Regarding the auto loans portfolio, I now see average net
charge-offs for 2014E to come in at low 7%s – a fairly comfortable level. We’re looking
at 2 year average life so the worse 2013 vintage should be worked off sometime 2015
and there’s actually some credit upside there.
However the lack of visibility in unsecured loans is a big issue
and I can no longer count on credit stabilization as a positive catalyst.
Volume
The company is running below target penetration of Chrysler’s
originations. Management says this is due to lack of subvention support from
Chrysler so they won’t be held accountable for that:
“And I think at this moment, the amount of subvention that we have access to is not very similar to some of the other OEM captives and therefore these penetration rates for the contract would not be something we would held to. ... the actually penetration rates for the contract are tied to us being treated like other captives and I think today it's clear that we are not.”

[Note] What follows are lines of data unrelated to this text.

//! Experiment configuration
//!
//! This module handles the per-experiment configuration that a session is
//! created from: the experiment name, the data fields every trial row is
//! written against, display colors, monitor geometry and the file-naming
//! policy. Configs are TOML files saved alongside the experiment scripts.
//!
//! # Example
//!
//! ```ignore
//! use labrec_rs::config::ExperimentConfig;
//!
//! let config = ExperimentConfig::load_or_default("change_detection.toml");
//! let recorder = SessionRecorder::new(&config, Box::new(NeverOverwrite));
//! ```

use crate::error::{LabRecError, Result};
use crate::session::naming::OverwritePolicy;
use serde::{Deserialize, Serialize};
use std::path::{Path, PathBuf};

/// Default background color (0-255 per channel)
pub const DEFAULT_BG_COLOR: [u8; 3] = [128, 128, 128];

/// Physical description of the display monitor
///
/// Width and viewing distance are in centimeters; stimulus code uses them
/// to convert between pixels and degrees of visual angle.
#[derive(Debug, Clone, PartialEq, Serialize, Deserialize)]
pub struct MonitorConfig {
    /// Monitor name as registered with the render toolkit
    #[serde(default = "default_monitor_name")]
    pub name: String,

    /// Display width in cm
    #[serde(default = "default_monitor_width")]
    pub width_cm: u32,

    /// Participant viewing distance in cm
    #[serde(default = "default_monitor_distance")]
    pub distance_cm: u32,

    /// Resolution in pixels (x, y)
    #[serde(default = "default_monitor_resolution")]
    pub resolution: [u32; 2],
}

fn default_monitor_name() -> String {
    "Experiment Monitor".to_string()
}

fn default_monitor_width() -> u32 {
    53
}

fn default_monitor_distance() -> u32 {
    70
}

fn default_monitor_resolution() -> [u32; 2] {
    [1920, 1080]
}

impl Default for MonitorConfig {
    fn default() -> Self {
        Self {
            name: default_monitor_name(),
            width_cm: default_monitor_width(),
            distance_cm: default_monitor_distance(),
            resolution: default_monitor_resolution(),
        }
    }
}

/// Configuration for a single experiment
#[derive(Debug, Clone, PartialEq, Serialize, Deserialize)]
pub struct ExperimentConfig {
    /// Experiment title, also the stem of every output filename
    pub experiment_name: String,

    /// Ordered list of data fields written to the CSV, fixed for the run
    pub data_fields: Vec<String>,

    /// Background color as a 0-255 triple
    #[serde(default = "default_bg_color")]
    pub bg_color: [u8; 3],

    /// Monitor geometry
    #[serde(default)]
    pub monitor: MonitorConfig,

    /// What to do when an output filename already exists
    #[serde(default)]
    pub overwrite_policy: OverwritePolicy,

    /// Directory session files are written into
    #[serde(default = "default_data_dir")]
    pub data_dir: PathBuf,
}

fn default_bg_color() -> [u8; 3] {
    DEFAULT_BG_COLOR
}

fn default_data_dir() -> PathBuf {
    PathBuf::from(".")
}

impl Default for ExperimentConfig {
    fn default() -> Self {
        Self {
            experiment_name: "experiment".to_string(),
            data_fields: Vec::new(),
            bg_color: DEFAULT_BG_COLOR,
            monitor: MonitorConfig::default(),
            overwrite_policy: OverwritePolicy::default(),
            data_dir: default_data_dir(),
        }
    }
}

impl ExperimentConfig {
    /// Create a config with a name and field schema, defaults elsewhere
    pub fn new(
        experiment_name: impl Into<String>,
        data_fields: impl IntoIterator<Item = impl Into<String>>,
    ) -> Self {
        Self {
            experiment_name: experiment_name.into(),
            data_fields: data_fields.into_iter().map(Into::into).collect(),
            ..Default::default()
        }
    }

    /// Load a config from a TOML file
    pub fn load(path: impl AsRef<Path>) -> Result<Self> {
        let path = path.as_ref();

        let content = std::fs::read_to_string(path).map_err(|e| {
            LabRecError::Config(format!("Failed to read {}: {}", path.display(), e))
        })?;

        toml::from_str(&content).map_err(|e| {
            LabRecError::Config(format!("Failed to parse {}: {}", path.display(), e))
        })
    }

    /// Load a config, returning defaults on any error
    pub fn load_or_default(path: impl AsRef<Path>) -> Self {
        Self::load(&path).unwrap_or_else(|e| {
            tracing::warn!("Failed to load experiment config, using defaults: {}", e);
            Self::default()
        })
    }

    /// Save the config to a TOML file
    pub fn save(&self, path: impl AsRef<Path>) -> Result<()> {
        let content = toml::to_string_pretty(self)
            .map_err(|e| LabRecError::Config(format!("Failed to serialize config: {}", e)))?;

        std::fs::write(path.as_ref(), content).map_err(|e| {
            LabRecError::Config(format!(
                "Failed to write {}: {}",
                path.as_ref().display(),
                e
            ))
        })
    }

    /// Background color in the renderer's [-1, 1] unit range
    pub fn bg_color_unit(&self) -> [f64; 3] {
        crate::color::color_triple_to_unit_range(self.bg_color)
    }
}

#[cfg(test)]
mod tests {
    use super::*;

    #[test]
    fn test_defaults() {
        let config = ExperimentConfig::default();
        assert_eq!(config.bg_color, [128, 128, 128]);
        assert_eq!(config.monitor.width_cm, 53);
        assert_eq!(config.monitor.distance_cm, 70);
        assert_eq!(config.monitor.resolution, [1920, 1080]);
        assert_eq!(config.overwrite_policy, OverwritePolicy::AskOnce);
    }

    #[test]
    fn test_toml_round_trip() {
        let config = ExperimentConfig::new("change_detection", ["Trial", "RT", "Correct"]);
        let toml_str = toml::to_string_pretty(&config).unwrap();
        let parsed: ExperimentConfig = toml::from_str(&toml_str).unwrap();
        assert_eq!(parsed, config);
    }

    #[test]
    fn test_partial_toml_uses_defaults() {
        let parsed: ExperimentConfig = toml::from_str(
            r#"
            experiment_name = "oddball"
            data_fields = ["Trial", "Response"]
            "#,
        )
        .unwrap();
        assert_eq!(parsed.experiment_name, "oddball");
        assert_eq!(parsed.bg_color, [128, 128, 128]);
        assert_eq!(parsed.monitor, MonitorConfig::default());
    }

    #[test]
    fn test_bg_color_unit() {
        let config = ExperimentConfig::default();
        assert_eq!(config.bg_color_unit(), [0.0, 0.0, 0.0]);
    }
}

That may be true, but it also means we can no longer assume that
volumes will grow due to the Chrysler relationship, removing some of the upside. I
also see SC’s value proposition to Chrysler diminishing. During the summer SC
changed their strategy to selling most of the prime Chrysler loans, so at the
end SC is no longer providing the financing but is more as a servicer.
Management credibility
Management continues to lose credibility in my eyes. For
example, back in June SCUSA put out a press
release saying that reserves are expected to come down slightly and expenses to increase due to higher compliance cost. Now the opposite has happened
- reserves are actually increasing and expenses decreasing. Another example - in
the 3Q14 call Dundon said that unsecured loans were not a big part of
variability, when the 10Q clearly showed that it was in fact the key driver this
quarter (it was even cited as a factor in the earning slides). Reading through
the transcript, it appears that sell-side is also increasingly skeptical of
anything management says.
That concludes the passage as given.